(Source data)
#####

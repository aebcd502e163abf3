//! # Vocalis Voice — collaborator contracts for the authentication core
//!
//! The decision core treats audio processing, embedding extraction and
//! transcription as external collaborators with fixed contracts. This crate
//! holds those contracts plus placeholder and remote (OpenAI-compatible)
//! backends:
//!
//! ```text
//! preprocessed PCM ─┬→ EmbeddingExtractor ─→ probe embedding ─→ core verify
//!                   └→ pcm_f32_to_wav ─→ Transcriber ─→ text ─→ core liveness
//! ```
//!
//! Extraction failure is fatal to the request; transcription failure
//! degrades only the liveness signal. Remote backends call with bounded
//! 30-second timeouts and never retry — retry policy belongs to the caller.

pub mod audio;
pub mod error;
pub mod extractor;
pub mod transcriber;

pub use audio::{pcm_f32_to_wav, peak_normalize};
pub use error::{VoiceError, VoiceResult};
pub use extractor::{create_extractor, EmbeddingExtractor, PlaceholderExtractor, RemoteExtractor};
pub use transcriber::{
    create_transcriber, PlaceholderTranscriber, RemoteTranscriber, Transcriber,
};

#####

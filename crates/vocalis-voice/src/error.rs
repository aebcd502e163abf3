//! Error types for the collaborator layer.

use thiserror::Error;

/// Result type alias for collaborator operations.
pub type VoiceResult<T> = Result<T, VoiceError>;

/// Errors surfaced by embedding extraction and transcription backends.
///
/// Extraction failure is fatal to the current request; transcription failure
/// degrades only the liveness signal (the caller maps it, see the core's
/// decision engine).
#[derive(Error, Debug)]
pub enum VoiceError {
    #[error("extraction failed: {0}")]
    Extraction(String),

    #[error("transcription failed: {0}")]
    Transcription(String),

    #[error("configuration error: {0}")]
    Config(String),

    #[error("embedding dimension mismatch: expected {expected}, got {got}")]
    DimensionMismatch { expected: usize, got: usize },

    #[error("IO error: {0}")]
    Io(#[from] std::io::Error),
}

#####

▸ **EXERCISE AIM**: From the entries, copy every line in which the word "expected" occurs.

▸ **COMPLETED TASK**:
    #[error("embedding dimension mismatch: expected {expected}, got {got}")]
    DimensionMismatch { expected: usize, got: usize },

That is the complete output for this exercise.